Category Input Output
Arithmetic a + b a.add(b)
Arithmetic a - b a.sub(b)
Arithmetic a * b a.mul(b)
Arithmetic a / b a.div(b)
Arithmetic a % b a.mod(b)
Arithmetic a ** b a.pow(b)
Assignment a += b a.addAssign(b)
Assignment a -= b a.subAssign(b)
Assignment a *= b a.mulAssign(b)
Assignment a /= b a.divAssign(b)
Assignment a %= b a.modAssign(b)
Comparison a > b a.greaterThan(b)
Comparison a < b a.lessThan(b)
Comparison a >= b a.greaterThanEqual(b)
Comparison a <= b a.lessThanEqual(b)
Comparison a == b, a === b a.equal(b)
Comparison a != b, a !== b a.notEqual(b)
Logical a && b a.and(b)
Logical a || b a.or(b)
Logical !a a.not()
Opt-in with //@tsl a ? b : c select(a, b, c)
Opt-in with //@tsl i++, --i i.addAssign(1), i.subAssign(1)

Where It Runs

Only code inside direct Fn(() => ...) calls is transformed. Regular application code, helper functions outside Fn(), files in node_modules, and non-JS/TS files are ignored.

const value = a + b // unchanged

Fn(() => {
  return a + b // a.add(b)
})

The plugin also exits early when a file does not contain Fn( or any candidate operator, so most unrelated files pay almost no transform cost.

Smart Defaults

The transform is intentionally conservative.

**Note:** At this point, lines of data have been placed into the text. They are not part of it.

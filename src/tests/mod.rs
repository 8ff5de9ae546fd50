// Test modules for Greenchat
// Each module tests the corresponding source module; `support` holds the
// scripted gateway shared by the controller, poller and session tests.

mod support;

mod storage_tests;
mod tui_tests;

Pure numeric math stays JavaScript:

Fn(() => {
  const radius = 0.08
  const halfRadius = radius * 0.5 // unchanged
  return smoothstep(radius, halfRadius, dist)
})

Math.* expressions stay JavaScript:

Fn(() => {
  return 1 - Math.PI / 2 // float(1).sub(Math.PI / 2)
})

Plain JavaScript control flow stays JavaScript unless you opt in:

Fn(() => {
  if (enabled && !debug) {
    return color * opacity // color.mul(opacity)
  }
})

Directives

Use comments when the automatic context detection needs help.

//@tsl forces TSL conversion for the next statement, or for an entire Fn() when placed immediately before it:

//@tsl
Fn(() => {
  if (x > y) {
    return a
  }
})

//@js keeps the next statement as JavaScript:

Fn(() => {
  //@js
  const debugValue = count / 2

  return color / 2 // color.div(2)
})

Auto Imports

By default, the plugin adds missing TSL imports when a transform introduces wrappers such as float, int, Loop, or select.

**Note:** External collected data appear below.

// Settings Tests - Testing defaults, persistence and normalization

use crate::storage::Settings;
use std::time::Duration;
use tempfile::TempDir;

#[test]
fn test_settings_default() {
    let settings = Settings::default();

    assert_eq!(settings.api_url, "https://api.green-api.com");
    assert_eq!(settings.poll_interval_secs, 5);
    assert_eq!(settings.history_count, 10);
    assert_eq!(settings.request_timeout_secs, 30);
    assert_eq!(settings.poll_interval(), Duration::from_secs(5));
}

#[test]
fn test_settings_load_missing_file_returns_default() {
    let temp_dir = TempDir::new().expect("Failed to create temp dir");
    let path = temp_dir.path().join("settings.json");

    let settings = Settings::load(&path).expect("Failed to load settings");
    assert_eq!(settings, Settings::default());
}

#[test]
fn test_settings_load_empty_file_returns_default() {
    let temp_dir = TempDir::new().expect("Failed to create temp dir");
    let path = temp_dir.path().join("settings.json");
    std::fs::write(&path, "  \n").expect("Failed to write file");

    let settings = Settings::load(&path).expect("Failed to load settings");
    assert_eq!(settings, Settings::default());
}

#[test]
fn test_settings_save_and_load() {
    let temp_dir = TempDir::new().expect("Failed to create temp dir");
    let path = temp_dir.path().join("nested").join("settings.json");

    let mut settings = Settings::default();
    settings.api_url = "http://localhost:8080".to_string();
    settings.poll_interval_secs = 2;
    settings.history_count = 25;

    settings.save(&path).expect("Failed to save settings");
    let loaded = Settings::load(&path).expect("Failed to load settings");

    assert_eq!(loaded, settings);
}

#[test]
fn test_settings_partial_file_uses_defaults() {
    let temp_dir = TempDir::new().expect("Failed to create temp dir");
    let path = temp_dir.path().join("settings.json");
    std::fs::write(&path, r#"{ "poll_interval_secs": 3 }"#).expect("Failed to write file");

    let settings = Settings::load(&path).expect("Failed to load settings");
    assert_eq!(settings.poll_interval_secs, 3);
    assert_eq!(settings.history_count, 10);
    assert_eq!(settings.api_url, "https://api.green-api.com");
}

#[test]
fn test_settings_zero_values_are_normalized() {
    let temp_dir = TempDir::new().expect("Failed to create temp dir");
    let path = temp_dir.path().join("settings.json");
    std::fs::write(
        &path,
        r#"{ "poll_interval_secs": 0, "history_count": 0, "request_timeout_secs": 0 }"#,
    )
    .expect("Failed to write file");

    let settings = Settings::load(&path).expect("Failed to load settings");
    assert_eq!(settings.poll_interval_secs, 1);
    assert_eq!(settings.history_count, 10);
    assert_eq!(settings.request_timeout_secs, 30);
}

#[test]
fn test_settings_invalid_json_is_an_error() {
    let temp_dir = TempDir::new().expect("Failed to create temp dir");
    let path = temp_dir.path().join("settings.json");
    std::fs::write(&path, "{ not json").expect("Failed to write file");

    let result = Settings::load(&path);
    assert!(matches!(result, Err(crate::Error::Storage(_))));
}

#[test]
fn test_poll_interval_never_zero() {
    let settings = Settings {
        poll_interval_secs: 0,
        ..Settings::default()
    };

    assert_eq!(settings.poll_interval(), Duration::from_secs(1));
}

import { Fn, uv } from 'three/tsl'

Fn(() => 1 - uv())

becomes:

import { Fn, uv, float } from 'three/tsl'

Fn(() => float(1).sub(uv()))

The plugin adds to existing imports from three/tsl, three/webgpu, or three/src/nodes/.... If no TSL import exists, it creates one using importSource.

Options

Option Default Description
logs false Log before/after transform snippets. Accepts true, false, a filename, an array of filenames, or a RegExp.
autoImportMissingTSL true Add missing TSL imports required by generated code.
importSource 'three/tsl' Source used when creating a new import declaration.
tslOperatorPlugin({ logs: /shader/i })
tslOperatorPlugin({ autoImportMissingTSL: false })
tslOperatorPlugin({ importSource: 'three/webgpu' })

TSL Loops

Annotate loops with //@tsl to turn them into Loop() calls.

Fn(() => {
  //@tsl
  for (let i = 0; i < 10; i++) {
    sum += value
  }
})

becomes:

Fn(() => {
  Loop({ start: int(0), end: int(10), type: 'int', condition: '<', name: 'i' }, ({ i }) => {
    sum.addAssign(value)
  })
})

while and do...while are also supported with //@tsl. Loop bounds are wrapped with int() or float() based on the values used.

Runtime Coverage

The repository includes two test layers:

  • Unit transform tests for operator output, idempotency, TypeScript syntax, source maps, directives, and auto-import behavior.
  • Browser runtime tests that compile transformed TSL shaders through Three.js WebGL/WebGPU paths.
pnpm test
pnpm test:unit
pnpm test:browser

Related Plugin

For production builds, pair this with vite-plugin-tsl-optimizer. Run this plugin first, then the optimizer to simplify generated chains such as .add(0), .mul(1), and redundant wrappers.

plugins: [
  tslOperatorPlugin(),
  tslOptimizerPlugin(),
]

About TSL

TSL is Three.js Shading Language. Start with the official Three.js TSL documentation, and use the TSL reference page for available nodes, helpers, and properties.